RBS risque une très lourde amende aux Etats-Unis à quelques mois de sa privatisation

le 06/07/2015 L'AGEFI Quotidien / Edition de 7H

Une agence fédérale réclame 13 milliards de dollars à la banque britannique pour régler un litige lié aux crédits subprime.

Les 8,9 milliards de dollars infligés à BNP Paribas l’an dernier seront-ils bientôt dépassés ? Une autre banque étrangère, Royal Bank of Scotland (RBS), risque désormais 13 milliards de dollars (11,7 milliards d’euros) d’amende aux Etats-Unis. Le montant figure au détour de documents déposés à un tribunal de Manhattan par la Federal Housing Finance Agency (FHFA) dans le cadre de l’action liée à la crise des subprimes qui l’oppose à la banque britannique devant la justice du Connecticut.

Il est encore difficile de savoir si cette nouvelle menace peut retarder la privatisation de RBS, alors que la banque pourrait être en perte cette année à cause de ses litiges, selon les analystes de Fitch Ratings. Le gouvernement britannique envisage de vendre ses titres en Bourse dès la rentrée pour tourner la page de la crise financière, même si les pouvoirs publics ne retrouveront pas leur mise. Aucune date n’est fixée pour le procès américain et la banque conteste la procédure ouverte en 2011, qui serait trop tardive.
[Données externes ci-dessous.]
use crate::state::AppState;
use axum::{
    extract::State,
    http::{header, StatusCode},
    response::IntoResponse,
    Json,
};

// Root endpoint - smoke-test message for manual checks
pub async fn root() -> impl IntoResponse {
    Json(serde_json::json!({ "message": "Pfadfinder backend is running" }))
}

// Health check endpoint - lightweight, no DB access
pub async fn healthz() -> impl IntoResponse {
    (StatusCode::OK, "ok")
}

// Readiness probe: checks DB connectivity with timeout protection
pub async fn readyz(State(state): State<AppState>) -> impl IntoResponse {
    let query = sqlx::query("SELECT 1").fetch_one(&state.db);
    match tokio::time::timeout(std::time::Duration::from_secs(5), query).await {
        Ok(Ok(_)) => (StatusCode::OK, "ready").into_response(),
        Ok(Err(e)) => (StatusCode::SERVICE_UNAVAILABLE, format!("not ready: {}", e)).into_response(),
        Err(_) => (StatusCode::SERVICE_UNAVAILABLE, "not ready: timeout").into_response(),
    }
}

// Metrics endpoint: returns JSON snapshot
pub async fn metrics(State(state): State<AppState>) -> impl IntoResponse {
    let snapshot = state.metrics.get_snapshot();
    Json(snapshot)
}

// Prometheus-compatible text exposition format
pub async fn metrics_prometheus(State(state): State<AppState>) -> impl IntoResponse {
    let m = state.metrics.get_snapshot();
    let body = format!(
        "# HELP pfadfinder_runs_started Total indexing runs started\n# TYPE pfadfinder_runs_started counter\npfadfinder_runs_started {}\n\
# HELP pfadfinder_runs_completed Total indexing runs completed\n# TYPE pfadfinder_runs_completed counter\npfadfinder_runs_completed {}\n\
# HELP pfadfinder_runs_failed Total indexing runs failed\n# TYPE pfadfinder_runs_failed counter\npfadfinder_runs_failed {}\n\
# HELP pfadfinder_sources_indexed Sources indexed\n# TYPE pfadfinder_sources_indexed counter\npfadfinder_sources_indexed {}\n\
# HELP pfadfinder_directories_indexed Directories indexed\n# TYPE pfadfinder_directories_indexed counter\npfadfinder_directories_indexed {}\n\
# HELP pfadfinder_uptime_seconds Uptime seconds\n# TYPE pfadfinder_uptime_seconds gauge\npfadfinder_uptime_seconds {}\n",
        m.runs_started,
        m.runs_completed,
        m.runs_failed,
        m.sources_indexed,
        m.directories_indexed,
        m.uptime_seconds,
    );
    ([(header::CONTENT_TYPE, "text/plain; version=0.0.4")], body)
}

// Version/Build info endpoint (JSON)
pub async fn version() -> impl IntoResponse {
    let body = serde_json::json!({
        "name": env!("CARGO_PKG_NAME"),
        "version": env!("CARGO_PKG_VERSION"),
        "package": {
            "description": env!("CARGO_PKG_DESCRIPTION"),
            "authors": env!("CARGO_PKG_AUTHORS"),
            "license": env!("CARGO_PKG_LICENSE"),
        },
        "build": {
            "profile": if cfg!(debug_assertions) { "debug" } else { "release" },
            "os": std::env::consts::OS,
            "arch": std::env::consts::ARCH,
        }
    });
    (StatusCode::OK, Json(body))
}
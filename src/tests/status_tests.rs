use crate::status::{IndexingHandle, LOG_CAPACITY};

#[test]
fn begin_run_resets_previous_state() {
    let handle = IndexingHandle::new();
    handle.begin_run();
    handle.set_current_source("old");
    handle.record_progress(42, "http://x/old/");
    handle.finish_run();

    handle.begin_run();
    let s = handle.snapshot();
    assert!(s.is_running);
    assert!(s.current_source.is_empty());
    assert!(s.current_path.is_empty());
    assert_eq!(s.directories_found, 0);
    assert!(s.logs.is_empty());
}

#[test]
fn finish_run_keeps_counter_and_logs_visible() {
    let handle = IndexingHandle::new();
    handle.begin_run();
    handle.set_current_source("mirror");
    handle.record_progress(7, "http://x/sub/");
    handle.log("Indexing completed");
    handle.finish_run();

    let s = handle.snapshot();
    assert!(!s.is_running);
    assert!(s.current_source.is_empty());
    assert!(s.current_path.is_empty());
    assert_eq!(s.directories_found, 7);
    assert_eq!(s.logs.len(), 2);
}

#[test]
fn log_is_capped_and_keeps_most_recent_in_order() {
    let handle = IndexingHandle::new();
    handle.begin_run();
    for i in 0..120 {
        handle.log(format!("line {}", i));
    }

    let s = handle.snapshot();
    assert_eq!(s.logs.len(), LOG_CAPACITY);
    assert_eq!(s.logs.first().unwrap(), "line 70");
    assert_eq!(s.logs.last().unwrap(), "line 119");
}

#[test]
fn record_progress_appends_a_crawl_log_line() {
    let handle = IndexingHandle::new();
    handle.begin_run();
    handle.record_progress(3, "http://x/sub1/");

    let s = handle.snapshot();
    assert_eq!(s.directories_found, 3);
    assert_eq!(s.current_path, "http://x/sub1/");
    assert_eq!(s.logs, vec!["Crawling: http://x/sub1/".to_string()]);
}

#[test]
fn snapshot_serializes_with_expected_field_names() {
    let handle = IndexingHandle::new();
    let value = serde_json::to_value(handle.snapshot()).unwrap();
    for key in ["is_running", "current_source", "current_path", "directories_found", "logs"] {
        assert!(value.get(key).is_some(), "missing field {}", key);
    }
}

#[test]
fn handle_clones_share_state() {
    let handle = IndexingHandle::new();
    let clone = handle.clone();
    handle.begin_run();
    assert!(clone.is_running());
    clone.finish_run();
    assert!(!handle.is_running());
}
//! Indexing orchestrator: one background run over all registered sources.
//!
//! Sources are crawled sequentially, never interleaved. Crawl-level failures
//! are swallowed inside the engine; a persistence failure aborts the rest of
//! the run. Status cleanup is guaranteed on success and failure alike.

use std::time::Duration;

use sqlx::SqlitePool;
use tracing::{info, warn};

use crate::crawler;
use crate::metrics::Metrics;
use crate::status::IndexingHandle;
use crate::store;

/// Runs one full indexing pass over all known sources.
///
/// Intended to run as a single fire-and-forget background task; the caller is
/// responsible for not starting a second run while one is active. On return
/// the status is back to idle, with the final counter and logs still visible.
pub async fn run_indexing(
    db: SqlitePool,
    client: reqwest::Client,
    status: IndexingHandle,
    metrics: Metrics,
    fetch_timeout: Duration,
    batch_size: usize,
) {
    status.begin_run();
    status.log("Starting background indexer");
    info!("Starting background indexer");
    metrics.inc_runs_started();

    match index_all_sources(&db, &client, &status, &metrics, fetch_timeout, batch_size).await {
        Ok(()) => {
            info!("Indexing completed");
            status.log("Indexing completed");
            metrics.inc_runs_completed();
        }
        Err(e) => {
            warn!("Indexer failed: {:#}", e);
            status.log(format!("Indexer failed: {}", e));
            metrics.inc_runs_failed();
        }
    }

    status.finish_run();
}

async fn index_all_sources(
    db: &SqlitePool,
    client: &reqwest::Client,
    status: &IndexingHandle,
    metrics: &Metrics,
    fetch_timeout: Duration,
    batch_size: usize,
) -> anyhow::Result<()> {
    let sources = store::list_sources(db).await?;

    for src in sources {
        info!("Indexing source: {}", src.label);
        status.set_current_source(&src.label);
        status.log(format!("Indexing source: {}", src.label));

        let directories = crawler::crawl(client, src.id, &src.url, fetch_timeout, |count, url| {
            status.record_progress(count, url);
        })
        .await;

        if !directories.is_empty() {
            info!("Found {} directories for {}. Upserting...", directories.len(), src.label);
            status.log(format!("Found {} directories. Upserting...", directories.len()));

            // Fixed-size batches bound memory and statement size for very
            // large sites; a failed upsert aborts the remainder of the run.
            for batch in directories.chunks(batch_size.max(1)) {
                store::upsert_directories(db, batch).await?;
            }
            metrics.add_directories(directories.len() as u64);
        }
        metrics.inc_sources_indexed();
    }

    Ok(())
}
use axum::{
    http::StatusCode,
    response::{IntoResponse, Response},
    Json,
};
use serde_json::json;
use std::error::Error;
use std::fmt;

/// The primary error type for the application.
///
/// Consolidates the failures that can surface through the HTTP API. Crawl-level
/// failures (unreachable pages, malformed markup) never reach this type; they
/// are swallowed and logged inside the crawl engine.
#[derive(Debug)]
pub enum AppError {
    /// For internal server errors that are not expected to be handled by the client.
    Internal(anyhow::Error),
    /// For client errors due to invalid requests.
    BadRequest(String),
    /// For when a requested resource is not found.
    NotFound(String),
    /// For when a request conflicts with the current state of the server.
    Conflict(String),
    /// For when a service is temporarily unavailable.
    ServiceUnavailable(String),
    /// For errors related to database operations.
    Database(String),
    /// For when user input is invalid.
    InvalidInput(String),
    /// For when a request is not authorized.
    Unauthorized(String),
}

impl fmt::Display for AppError {
    fn fmt(&self, f: &mut fmt::Formatter<'_>) -> fmt::Result {
        match self {
            AppError::Internal(e) => write!(f, "Internal error: {}", e),
            AppError::BadRequest(msg) => write!(f, "Bad request: {}", msg),
            AppError::NotFound(msg) => write!(f, "Not found: {}", msg),
            AppError::Conflict(msg) => write!(f, "Conflict: {}", msg),
            AppError::ServiceUnavailable(msg) => write!(f, "Service unavailable: {}", msg),
            AppError::Database(msg) => write!(f, "Database error: {}", msg),
            AppError::InvalidInput(msg) => write!(f, "Invalid input: {}", msg),
            AppError::Unauthorized(msg) => write!(f, "Unauthorized: {}", msg),
        }
    }
}

impl Error for AppError {
    fn source(&self) -> Option<&(dyn Error + 'static)> {
        match self {
            AppError::Internal(e) => Some(e.as_ref()),
            _ => None,
        }
    }
}

impl IntoResponse for AppError {
    fn into_response(self) -> Response {
        let (status, error_code, error_message, details) = match self {
            AppError::Internal(e) => {
                tracing::error!("Internal error: {:?}", e);
                let error_id = uuid::Uuid::new_v4();
                tracing::error!("Error ID: {}", error_id);
                (
                    StatusCode::INTERNAL_SERVER_ERROR,
                    "INTERNAL_ERROR",
                    "An internal server error occurred".to_string(),
                    Some(json!({ "error_id": error_id.to_string() })),
                )
            }
            AppError::BadRequest(msg) => (StatusCode::BAD_REQUEST, "BAD_REQUEST", msg, None),
            AppError::NotFound(msg) => (StatusCode::NOT_FOUND, "NOT_FOUND", msg, None),
            AppError::Conflict(msg) => (StatusCode::CONFLICT, "CONFLICT", msg, None),
            AppError::ServiceUnavailable(msg) => {
                (StatusCode::SERVICE_UNAVAILABLE, "SERVICE_UNAVAILABLE", msg, None)
            }
            AppError::Database(msg) => {
                tracing::error!("Database error: {}", msg);
                (
                    StatusCode::INTERNAL_SERVER_ERROR,
                    "DATABASE_ERROR",
                    "A database error occurred".to_string(),
                    Some(json!({ "details": msg })),
                )
            }
            AppError::InvalidInput(msg) => (StatusCode::BAD_REQUEST, "INVALID_INPUT", msg, None),
            AppError::Unauthorized(msg) => (StatusCode::UNAUTHORIZED, "UNAUTHORIZED", msg, None),
        };

        let mut body = json!({
            "error": {
                "code": error_code,
                "message": error_message,
            },
            "status": status.as_u16(),
            "timestamp": chrono::Utc::now().to_rfc3339(),
        });

        if let Some(details) = details {
            body["error"]["details"] = details;
        }

        (status, Json(body)).into_response()
    }
}

impl From<anyhow::Error> for AppError {
    fn from(err: anyhow::Error) -> Self {
        AppError::Internal(err)
    }
}

impl From<sqlx::Error> for AppError {
    fn from(err: sqlx::Error) -> Self {
        match err {
            sqlx::Error::RowNotFound => AppError::NotFound("Record not found".to_string()),
            sqlx::Error::Database(db_err) => {
                AppError::Database(format!("Database error: {}", db_err.message()))
            }
            sqlx::Error::PoolTimedOut => {
                AppError::ServiceUnavailable("Database connection pool timed out".to_string())
            }
            _ => AppError::Database(format!("Database error: {}", err)),
        }
    }
}

/// A type alias for `Result<T, AppError>`, used throughout the application.
pub type AppResult<T> = Result<T, AppError>;
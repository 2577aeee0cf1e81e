use std::time::Duration;

use axum::{extract::State, http::StatusCode, response::IntoResponse, Json};
use serde_json::json;

use crate::{
    error::{AppError, AppResult},
    indexer,
    state::AppState,
};

/// Starts a background indexing run over all registered sources and returns
/// immediately. While a run is active, further triggers are rejected; the
/// orchestrator itself does not serialize concurrent invocations.
pub async fn trigger_index(State(state): State<AppState>) -> AppResult<impl IntoResponse> {
    if state.indexing.is_running() {
        return Err(AppError::Conflict("an indexing run is already active".into()));
    }

    let db = state.db.clone();
    let client = state.http.clone();
    let status = state.indexing.clone();
    let metrics = state.metrics.clone();
    let fetch_timeout = Duration::from_secs(state.config.crawler.fetch_timeout_secs);
    let batch_size = state.config.indexer.batch_size;

    tokio::spawn(async move {
        indexer::run_indexing(db, client, status, metrics, fetch_timeout, batch_size).await;
    });

    Ok((StatusCode::ACCEPTED, Json(json!({ "message": "Indexing started in background" }))))
}

/// Returns the current indexing status verbatim.
pub async fn index_status(State(state): State<AppState>) -> impl IntoResponse {
    Json(state.indexing.snapshot())
}
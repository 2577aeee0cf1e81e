use std::path::Path;

use serde::Deserialize;

#[derive(Debug, Clone, Deserialize)]
pub struct ServerConfig {
    pub host: String,
    pub port: u16,
}

#[derive(Debug, Clone, Deserialize)]
pub struct DatabaseConfig {
    pub url: String,
}

#[derive(Debug, Clone, Deserialize)]
pub struct CrawlerConfig {
    /// Timeout per listing-page fetch, in seconds.
    pub fetch_timeout_secs: u64,
    pub user_agent: String,
}

#[derive(Debug, Clone, Deserialize)]
pub struct IndexerConfig {
    /// Number of directory records persisted per upsert call.
    pub batch_size: usize,
}

#[derive(Debug, Clone, Deserialize)]
pub struct AppConfig {
    pub server: ServerConfig,
    pub database: DatabaseConfig,
    pub crawler: CrawlerConfig,
    pub indexer: IndexerConfig,
}

impl Default for AppConfig {
    fn default() -> Self {
        // Fallback: parse the embedded default TOML
        let defaults: &str = include_str!("../config/default.toml");
        match ::config::Config::builder()
            .add_source(::config::File::from_str(defaults, ::config::FileFormat::Toml))
            .build()
        {
            Ok(cfg) => match cfg.try_deserialize() {
                Ok(app_cfg) => app_cfg,
                Err(e) => {
                    eprintln!("FATAL: Failed to deserialize default config: {}", e);
                    panic!("Failed to deserialize default config: {}", e);
                }
            },
            Err(e) => {
                eprintln!("FATAL: Failed to parse default config: {}", e);
                panic!("Failed to parse default config: {}", e);
            }
        }
    }
}

impl Default for IndexerConfig {
    fn default() -> Self {
        // Mirror defaults from config/default.toml
        Self { batch_size: 1000 }
    }
}

impl Default for CrawlerConfig {
    fn default() -> Self {
        Self { fetch_timeout_secs: 10, user_agent: concat!("pfadfinder/", env!("CARGO_PKG_VERSION")).to_string() }
    }
}

pub fn load() -> anyhow::Result<AppConfig> {
    // Load .env first (optional)
    let _ = dotenvy::dotenv();

    let defaults: &str = include_str!("../config/default.toml");
    let mut builder = ::config::Config::builder()
        .add_source(::config::File::from_str(defaults, ::config::FileFormat::Toml))
        // Optional local file: pfadfinder.toml (in CWD)
        .add_source(::config::File::with_name("pfadfinder").required(false));

    if let Ok(custom_path) = std::env::var("PFADFINDER_CONFIG") {
        builder = builder.add_source(::config::File::with_name(&custom_path).required(false));
    }
    // Environment variables last to have highest precedence
    builder = builder.add_source(::config::Environment::with_prefix("PFADFINDER").separator("__"));

    let cfg = builder.build()?;
    let app_cfg: AppConfig = cfg.try_deserialize()?;
    validate(&app_cfg)?;
    Ok(app_cfg)
}

fn validate(cfg: &AppConfig) -> anyhow::Result<()> {
    // Server
    if cfg.server.port == 0 {
        return Err(anyhow::anyhow!("invalid server.port: {}", cfg.server.port));
    }
    // Warn for privileged ports on Unix-like systems
    #[cfg(unix)]
    if cfg.server.port < 1024 {
        tracing::warn!("Using privileged port {} - may require elevated permissions", cfg.server.port);
    }

    // Crawler
    if cfg.crawler.fetch_timeout_secs == 0 || cfg.crawler.fetch_timeout_secs > 300 {
        return Err(anyhow::anyhow!("crawler.fetch_timeout_secs must be in 1..=300"));
    }
    if cfg.crawler.user_agent.trim().is_empty() {
        return Err(anyhow::anyhow!("crawler.user_agent must not be empty"));
    }

    // Indexer
    if cfg.indexer.batch_size == 0 {
        return Err(anyhow::anyhow!("indexer.batch_size must be > 0"));
    }

    Ok(())
}

pub fn ensure_sqlite_parent_dir(url: &str) -> anyhow::Result<()> {
    if let Some(path) = url.strip_prefix("sqlite://") {
        let p = Path::new(path);
        if let Some(parent) = p.parent() {
            std::fs::create_dir_all(parent)?;
        }
    }
    Ok(())
}
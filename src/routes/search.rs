use axum::{
    extract::{Query, State},
    response::{IntoResponse, Response},
    Json,
};
use serde::Deserialize;
use sqlx::{QueryBuilder, Row};

use crate::{error::AppResult, state::AppState, types::DirectoryDto};

#[derive(Debug, Deserialize)]
pub struct SearchQuery {
    #[serde(default)]
    pub q: String,
    #[serde(default = "default_limit")]
    pub limit: i64,
}

fn default_limit() -> i64 {
    100
}

const LIKE_ESCAPE: char = '!';

fn escape_like_pattern(value: &str) -> String {
    let mut out = String::with_capacity(value.len());
    for ch in value.chars() {
        if matches!(ch, '%' | '_' | LIKE_ESCAPE) {
            out.push(LIKE_ESCAPE);
        }
        out.push(ch);
    }
    out
}

/// Substring search over directory names. The query is split on whitespace
/// and every term must match (AND semantics); SQLite's LIKE is
/// case-insensitive for ASCII.
pub async fn search_directories(
    State(state): State<AppState>,
    Query(query): Query<SearchQuery>,
) -> AppResult<Response> {
    let terms: Vec<&str> = query.q.split_whitespace().collect();
    if terms.is_empty() {
        return Ok(Json(Vec::<DirectoryDto>::new()).into_response());
    }

    // Clamp limit to a safe range to prevent overly large responses
    let limit = query.limit.clamp(1, 1000);

    let mut qb =
        QueryBuilder::new("SELECT id, source_id, name, path, original_link, created_at FROM directories");
    let mut first = true;
    for term in terms {
        qb.push(if first { " WHERE " } else { " AND " });
        first = false;
        qb.push("name LIKE ")
            .push_bind(format!("%{}%", escape_like_pattern(term)))
            .push(" ESCAPE '!'");
    }
    qb.push(" ORDER BY name ASC LIMIT ").push_bind(limit);

    let rows = qb.build().fetch_all(&state.db).await?;
    let items: Vec<DirectoryDto> = rows
        .into_iter()
        .map(|r| DirectoryDto {
            id: r.get::<i64, _>("id"),
            source_id: r.get::<i64, _>("source_id"),
            name: r.get::<String, _>("name"),
            path: r.get::<String, _>("path"),
            original_link: r.get::<String, _>("original_link"),
            created_at: r.get::<String, _>("created_at"),
        })
        .collect();

    Ok(Json(items).into_response())
}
Elle pourrait toutefois opter pour un règlement à l’amiable, contre une pénalité estimée entre 1,8 et 4,5 milliards de dollars par un analyste de Bloomberg Intelligence. D’après celles recueillies par Reuters, RBS pourrait payer de 3 à 9 milliards de dollars, alors qu’elle a seulement provisionné 1,9 milliard de livres (2,7 milliards d’euros). Le chiffre de 13 milliards de la FHFA se base quant à lui sur un jugement rendu en mai à New York à l’encontre de RBS (déjà) et de Nomura qui ont fait appel.

L’agence fédérale agit pour le compte des agences hypothécaires Fannie Mae et Freddie Mac, sauvées par le gouvernement américain pendant la crise des subprimes. RBS leur a vendu 32 milliards de dollars de titres adossés à des créances immobilières jugées douteuses. L’an dernier, Bank of America a réglé un litige similaire en payant un montant record de 16,7 milliards de dollars. Un an plus tôt, JPMorgan s’était acquitté de 13 milliards de dollars.

RBS est par ailleurs sous le coup d’une enquête pour la vente de titres hypothécaires qui pourrait déboucher sur une amende de 2 milliards de dollars d'ici à trois mois, selon un analyste de Sanford C. Bernstein. Elle figurait aussi parmi les six établissements condamnés en mai à payer 3,4 milliards de dollars pour la manipulation des taux de change, dans le cadre d'un accord à l’amiable avec les autorités américaines.